Posso dire assai poco della forma letteraria, avendo io la versione francese, ma già dalla prima pagina siamo partiti malissimo: la narrazione in prima persona non mi disturba, ma al presente dell'indicativo mi provoca grosse eruzioni pomfoidi. Senza dubbio il senso di immediatezza e immanenza dell'accadimento contribuiscono alla suspence, pero', e in questo senso la forzatura diventa estremamente funzionale alla riuscita del trucco. Che trucco? Quello per cui un libro non certo bello vi incolla a sé.
La storia, nota ai più, racconta di un mondo post-atomico in cui ognuno dei dodici distretti sottomessi alla Capitale sono costretti ogni anno a mandare due tributi, un ragazzo e una ragazza sacrificali che si affronteranno fra loro in un reality show all'ultimo sangue. L'ultimo in vita vince, e finalmente potrà mangiare a sazietà; dal Distretto Dodici (povero e desolato) arrivano Katniss, cacciatrice di frodo, e Peeta, innamorato di lei.

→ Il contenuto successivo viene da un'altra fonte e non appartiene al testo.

use crate::prelude::*;
use ark_ff::FftField;
use ark_std::fmt::Debug;
use serde::{Deserialize, Serialize};

/// The trait for scalars
pub trait Scalar:
    Copy
    + Default
    + Debug
    + PartialEq
    + Eq
    + Serialize
    + for<'de> Deserialize<'de>
    + Clone
    + One
    + Zero
    + Sized
    + Add<Self, Output = Self>
    + Mul<Self, Output = Self>
    + for<'a> Add<&'a Self, Output = Self>
    + for<'a> AddAssign<&'a Self>
    + for<'a> Mul<&'a Self, Output = Self>
    + for<'a> MulAssign<&'a Self>
    + for<'a> Sub<&'a Self, Output = Self>
    + for<'a> SubAssign<&'a Self>
    + From<u32>
    + From<u64>
    + Neg<Output = Self>
    + Sync
    + Send
{
    /// Return a random scalar
    fn random<R: CryptoRng + RngCore>(rng: &mut R) -> Self;

    /// Interpret the bytes as a big-endian integer and reduce it modulo the field order.
    fn from_be_bytes_mod_order(bytes: &[u8]) -> Self;

    /// Return multiplicative generator of order r - 1
    fn multiplicative_generator() -> Self;

    /// Return the len of the byte representation
    fn bytes_len() -> usize;

    /// Convert to little-endian bytes
    fn to_bytes(&self) -> Vec<u8>;

    /// Convert from little-endian bytes, rejecting non-canonical encodings
    fn from_bytes(bytes: &[u8]) -> Result<Self>;

    /// The canonical big-endian encoding, always `bytes_len()` long.
    fn to_be_bytes(&self) -> Vec<u8>;

    /// Return the modular inverse of the scalar if it exists
    fn inv(&self) -> Result<Self>;

    /// Return the square of the field element
    fn square(&self) -> Self;

    /// Raise to the power `exponent`, given as u64 limbs, least significant first.
    fn pow(&self, exponent: &[u64]) -> Self;
}

/// The trait for domain.
pub trait Domain: Scalar {
    /// The underlying arkworks field.
    type Field: FftField;

    /// Return the underlying field element.
    fn get_field(&self) -> Self::Field;

    /// Wrap an arkworks field element.
    fn from_field(field: Self::Field) -> Self;
}

/// The trait for group elements
pub trait Group:
    Debug
    + Default
    + Copy
    + Sized
    + PartialEq
    + Eq
    + Clone
    + Send
    + Sync
    + for<'a> Add<&'a Self, Output = Self>
    + for<'a> Mul<&'a Self::ScalarType, Output = Self>
    + for<'a> Sub<&'a Self, Output = Self>
    + for<'a> AddAssign<&'a Self>
    + for<'a> SubAssign<&'a Self>
    + for<'a> MulAssign<&'a Self::ScalarType>
    + Neg<Output = Self>
    + Serialize
    + for<'de> Deserialize<'de>
{
    /// The scalar type
    type ScalarType: Scalar;

    /// The number of bytes for a compressed representation of a group element
    const COMPRESSED_LEN: usize;

    /// Return the doubling of the group element
    fn double(&self) -> Self;

    /// Return the identity element (i.e., 0 * G)
    fn get_identity() -> Self;

    /// Return the base element (i.e., 1 * G)
    fn get_base() -> Self;

    /// Return a random element
    fn random<R: CryptoRng + RngCore>(rng: &mut R) -> Self;

    /// Convert to bytes in the compressed representation
    fn to_compressed_bytes(&self) -> Vec<u8>;

    /// Convert from bytes in the compressed representation, checking curve and subgroup membership
    fn from_compressed_bytes(bytes: &[u8]) -> Result<Self>;

    /// Compute the multiscalar multiplication
    #[inline]
    fn multi_exp(scalars: &[&Self::ScalarType], points: &[&Self]) -> Self {
        scalars
            .iter()
            .zip(points.iter())
            .fold(Self::get_identity(), |acc, (s, p)| acc.add(&p.mul(s)))
    }
}

/// The trait for a pair of groups for pairing
pub trait Pairing {
    /// The scalar type
    type ScalarField: Scalar;

    /// The first group
    type G1: Group<ScalarType = Self::ScalarField>;

    /// The second group
    type G2: Group<ScalarType = Self::ScalarField>;

    /// The target group, written multiplicatively
    type Gt: Copy + Debug + PartialEq + Eq + One + Send + Sync;

    /// The pairing operation
    fn pairing(a: &Self::G1, b: &Self::G2) -> Self::Gt;

    /// The product of pairings, sharing a single final exponentiation
    fn product_of_pairings(a: &[Self::G1], b: &[Self::G2]) -> Self::Gt;
}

Si è parlato moltissimo di plagio della serie giapponese Battle Royale (che non ho letto, ma mi sembrava avesse un taglio decisamente più splatter e, insieme, più politico), ma anche semplicemente dal mito di Perseo e Andromeda; c'è chi vede nel libro una critica all'occidente schiavo dei consumi e disattento alle problematiche delle frange sociali più povere e non integrate, c'è chi ci legge una scollatura tra la generazione degli adulti che 1. ti spediscono in giro come se gli appartenessi, 2. ti fanno fare cose di cui hai paura, 3. ti impongono come ti devi vestire, cosa devi fare/guardare/dire. Posso dire che tutta questa pletora di elucubrazioni sorpassa grandemente le aspirazioni originarie di un Young Adult Fiction scritto mediocremente? Il trucco di cui accennavo prima è semplicisimo: state guardando un reality, proprio quello che la protagonista odia cosi' tanto. Il motivo per cui non volete spegnere la luce sul comodino, è che volete sapere chi muore oggi, e come, e se i due protagonisti si baciano sotto la pioggia e le telecamere. Vi ricordate del primo Grande Fratello? Chi lo criticava lo seguiva come chi lo apprezzava, tutti insieme a guardare cosa sarebbe successo nella casa, e l'artificio dell'eliminazione cruenta alza la posta: siete diventati complici del meccanismo perverso che apparentemente denunciavate. E c'è di più: voltata l'ultima pagina, vorrete la seconda edizion-ops, puntata.